> Your assignment:
The answer is a stretch of the material below, returned exactly: the line containing "Blank names are", the line containing "the item unchanged.", and all lines between.

___ Supplied material ___

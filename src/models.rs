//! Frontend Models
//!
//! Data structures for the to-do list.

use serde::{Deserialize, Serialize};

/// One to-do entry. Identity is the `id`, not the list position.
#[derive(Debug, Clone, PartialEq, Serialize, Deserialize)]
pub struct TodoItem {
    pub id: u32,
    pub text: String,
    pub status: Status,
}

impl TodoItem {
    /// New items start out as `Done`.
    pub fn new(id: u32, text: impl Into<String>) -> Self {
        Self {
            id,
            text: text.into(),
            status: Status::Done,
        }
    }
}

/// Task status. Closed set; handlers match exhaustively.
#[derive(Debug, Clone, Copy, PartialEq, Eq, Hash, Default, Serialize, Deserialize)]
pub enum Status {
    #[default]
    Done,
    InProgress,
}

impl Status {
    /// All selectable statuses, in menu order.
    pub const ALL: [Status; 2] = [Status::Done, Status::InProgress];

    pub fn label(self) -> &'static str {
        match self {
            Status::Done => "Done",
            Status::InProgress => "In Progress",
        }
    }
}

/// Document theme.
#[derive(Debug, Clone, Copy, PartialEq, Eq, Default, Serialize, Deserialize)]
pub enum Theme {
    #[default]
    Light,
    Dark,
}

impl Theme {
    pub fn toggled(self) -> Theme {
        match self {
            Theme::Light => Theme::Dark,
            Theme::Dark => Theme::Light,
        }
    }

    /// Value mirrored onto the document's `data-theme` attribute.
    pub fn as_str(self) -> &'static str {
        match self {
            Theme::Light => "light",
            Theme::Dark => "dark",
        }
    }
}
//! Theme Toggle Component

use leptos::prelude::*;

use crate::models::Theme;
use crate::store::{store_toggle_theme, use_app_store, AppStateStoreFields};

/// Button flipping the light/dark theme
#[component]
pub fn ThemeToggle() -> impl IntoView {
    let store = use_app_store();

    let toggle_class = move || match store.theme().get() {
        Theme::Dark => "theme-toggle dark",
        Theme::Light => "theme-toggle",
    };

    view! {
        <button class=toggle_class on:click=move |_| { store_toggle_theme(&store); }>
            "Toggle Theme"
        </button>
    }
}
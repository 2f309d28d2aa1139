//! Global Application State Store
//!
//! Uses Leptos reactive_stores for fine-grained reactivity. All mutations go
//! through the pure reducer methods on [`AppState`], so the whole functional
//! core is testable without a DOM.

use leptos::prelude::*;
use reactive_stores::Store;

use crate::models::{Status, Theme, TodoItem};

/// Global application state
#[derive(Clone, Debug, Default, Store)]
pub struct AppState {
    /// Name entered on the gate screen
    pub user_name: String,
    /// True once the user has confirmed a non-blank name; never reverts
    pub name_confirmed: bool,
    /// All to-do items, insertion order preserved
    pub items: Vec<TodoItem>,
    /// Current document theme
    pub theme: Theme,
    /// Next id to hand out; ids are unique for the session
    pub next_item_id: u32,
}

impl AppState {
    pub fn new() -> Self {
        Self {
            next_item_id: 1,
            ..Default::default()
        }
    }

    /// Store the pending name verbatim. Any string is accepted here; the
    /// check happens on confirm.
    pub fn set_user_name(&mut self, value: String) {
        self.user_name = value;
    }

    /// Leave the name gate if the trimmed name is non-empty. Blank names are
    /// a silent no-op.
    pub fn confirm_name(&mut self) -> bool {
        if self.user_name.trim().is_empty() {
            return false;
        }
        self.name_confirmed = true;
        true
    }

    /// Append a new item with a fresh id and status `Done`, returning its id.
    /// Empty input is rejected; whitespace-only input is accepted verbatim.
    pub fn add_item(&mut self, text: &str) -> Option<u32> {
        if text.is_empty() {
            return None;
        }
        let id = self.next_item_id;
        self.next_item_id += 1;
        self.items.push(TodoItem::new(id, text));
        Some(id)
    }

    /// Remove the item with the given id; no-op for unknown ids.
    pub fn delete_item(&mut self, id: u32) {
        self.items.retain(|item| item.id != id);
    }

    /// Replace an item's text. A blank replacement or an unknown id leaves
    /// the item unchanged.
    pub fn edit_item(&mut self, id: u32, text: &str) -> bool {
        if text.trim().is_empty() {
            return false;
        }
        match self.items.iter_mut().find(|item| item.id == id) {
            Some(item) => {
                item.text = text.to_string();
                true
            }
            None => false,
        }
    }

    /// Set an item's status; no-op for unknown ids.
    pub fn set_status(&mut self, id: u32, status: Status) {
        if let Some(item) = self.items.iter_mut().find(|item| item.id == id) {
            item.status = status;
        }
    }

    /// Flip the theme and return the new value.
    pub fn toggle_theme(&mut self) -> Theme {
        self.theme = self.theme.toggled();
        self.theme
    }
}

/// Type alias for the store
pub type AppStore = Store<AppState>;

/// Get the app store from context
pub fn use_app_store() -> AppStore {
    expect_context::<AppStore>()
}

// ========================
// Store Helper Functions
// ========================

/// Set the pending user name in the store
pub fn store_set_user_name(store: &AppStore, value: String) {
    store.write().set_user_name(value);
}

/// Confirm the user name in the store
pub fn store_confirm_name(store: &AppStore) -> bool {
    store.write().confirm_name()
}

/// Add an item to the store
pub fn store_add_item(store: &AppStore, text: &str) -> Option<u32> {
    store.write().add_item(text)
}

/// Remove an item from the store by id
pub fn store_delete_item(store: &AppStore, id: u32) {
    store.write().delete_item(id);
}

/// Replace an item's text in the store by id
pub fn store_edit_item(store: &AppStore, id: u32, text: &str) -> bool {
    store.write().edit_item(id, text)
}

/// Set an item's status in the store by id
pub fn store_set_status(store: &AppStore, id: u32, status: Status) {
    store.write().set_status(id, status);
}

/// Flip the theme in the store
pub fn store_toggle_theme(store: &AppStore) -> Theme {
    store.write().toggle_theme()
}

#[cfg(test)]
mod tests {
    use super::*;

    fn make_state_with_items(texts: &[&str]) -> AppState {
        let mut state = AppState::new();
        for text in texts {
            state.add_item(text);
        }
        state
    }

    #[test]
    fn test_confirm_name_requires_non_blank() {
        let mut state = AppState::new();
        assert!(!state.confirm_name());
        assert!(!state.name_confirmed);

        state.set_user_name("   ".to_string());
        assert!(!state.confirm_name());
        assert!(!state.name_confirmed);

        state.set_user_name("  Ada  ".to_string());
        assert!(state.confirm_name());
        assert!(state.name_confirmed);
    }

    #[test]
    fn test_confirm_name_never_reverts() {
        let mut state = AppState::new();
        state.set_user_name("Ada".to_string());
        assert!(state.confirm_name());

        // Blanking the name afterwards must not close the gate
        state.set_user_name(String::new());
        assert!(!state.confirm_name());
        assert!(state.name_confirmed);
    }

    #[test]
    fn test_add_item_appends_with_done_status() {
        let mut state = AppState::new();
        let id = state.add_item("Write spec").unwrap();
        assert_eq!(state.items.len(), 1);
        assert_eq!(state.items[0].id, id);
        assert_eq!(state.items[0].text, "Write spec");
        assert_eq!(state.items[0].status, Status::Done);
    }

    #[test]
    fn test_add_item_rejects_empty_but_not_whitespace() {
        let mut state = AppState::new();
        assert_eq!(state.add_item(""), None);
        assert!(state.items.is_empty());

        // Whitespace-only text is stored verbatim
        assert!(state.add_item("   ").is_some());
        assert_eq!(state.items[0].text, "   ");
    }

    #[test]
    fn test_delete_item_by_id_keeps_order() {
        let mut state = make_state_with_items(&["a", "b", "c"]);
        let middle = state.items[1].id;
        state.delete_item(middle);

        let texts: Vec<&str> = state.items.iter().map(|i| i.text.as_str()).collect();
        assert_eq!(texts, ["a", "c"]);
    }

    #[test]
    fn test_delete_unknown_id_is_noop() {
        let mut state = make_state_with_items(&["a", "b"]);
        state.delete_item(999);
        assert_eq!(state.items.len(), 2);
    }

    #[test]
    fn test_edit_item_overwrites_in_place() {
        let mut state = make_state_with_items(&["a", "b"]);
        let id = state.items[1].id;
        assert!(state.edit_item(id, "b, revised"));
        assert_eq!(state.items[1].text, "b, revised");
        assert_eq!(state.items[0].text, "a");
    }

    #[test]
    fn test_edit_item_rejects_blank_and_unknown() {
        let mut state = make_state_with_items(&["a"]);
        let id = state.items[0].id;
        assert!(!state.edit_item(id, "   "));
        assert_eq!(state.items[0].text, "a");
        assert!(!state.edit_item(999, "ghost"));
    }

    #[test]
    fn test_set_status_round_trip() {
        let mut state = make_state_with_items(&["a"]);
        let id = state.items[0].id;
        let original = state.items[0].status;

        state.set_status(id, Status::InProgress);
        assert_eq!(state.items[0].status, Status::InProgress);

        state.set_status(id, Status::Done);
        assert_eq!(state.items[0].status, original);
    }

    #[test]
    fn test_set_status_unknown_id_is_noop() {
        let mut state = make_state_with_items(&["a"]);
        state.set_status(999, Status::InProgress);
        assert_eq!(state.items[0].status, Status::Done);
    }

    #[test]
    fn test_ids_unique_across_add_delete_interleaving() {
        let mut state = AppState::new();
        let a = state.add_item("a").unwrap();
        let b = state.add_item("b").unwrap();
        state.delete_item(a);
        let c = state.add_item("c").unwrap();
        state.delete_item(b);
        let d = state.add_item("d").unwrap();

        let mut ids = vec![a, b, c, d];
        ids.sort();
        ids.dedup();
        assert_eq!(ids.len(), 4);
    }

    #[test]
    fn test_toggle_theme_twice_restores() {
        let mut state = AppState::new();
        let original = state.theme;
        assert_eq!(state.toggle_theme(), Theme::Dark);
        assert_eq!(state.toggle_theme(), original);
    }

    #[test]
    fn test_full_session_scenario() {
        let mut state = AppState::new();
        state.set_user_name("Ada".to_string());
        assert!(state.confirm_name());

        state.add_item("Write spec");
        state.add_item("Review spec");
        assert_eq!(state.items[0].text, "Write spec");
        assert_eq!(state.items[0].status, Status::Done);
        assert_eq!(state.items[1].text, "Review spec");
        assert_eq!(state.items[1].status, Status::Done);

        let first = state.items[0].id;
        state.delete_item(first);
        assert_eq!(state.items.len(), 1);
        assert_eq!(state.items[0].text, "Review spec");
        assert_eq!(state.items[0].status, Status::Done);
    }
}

___

> Solution:
    /// Leave the name gate if the trimmed name is non-empty. Blank names are
    /// a silent no-op.
    pub fn confirm_name(&mut self) -> bool {
        if self.user_name.trim().is_empty() {
            return false;
        }
        self.name_confirmed = true;
        true
    }

    /// Append a new item with a fresh id and status `Done`, returning its id.
    /// Empty input is rejected; whitespace-only input is accepted verbatim.
    pub fn add_item(&mut self, text: &str) -> Option<u32> {
        if text.is_empty() {
            return None;
        }
        let id = self.next_item_id;
        self.next_item_id += 1;
        self.items.push(TodoItem::new(id, text));
        Some(id)
    }

    /// Remove the item with the given id; no-op for unknown ids.
    pub fn delete_item(&mut self, id: u32) {
        self.items.retain(|item| item.id != id);
    }

    /// Replace an item's text. A blank replacement or an unknown id leaves
    /// the item unchanged.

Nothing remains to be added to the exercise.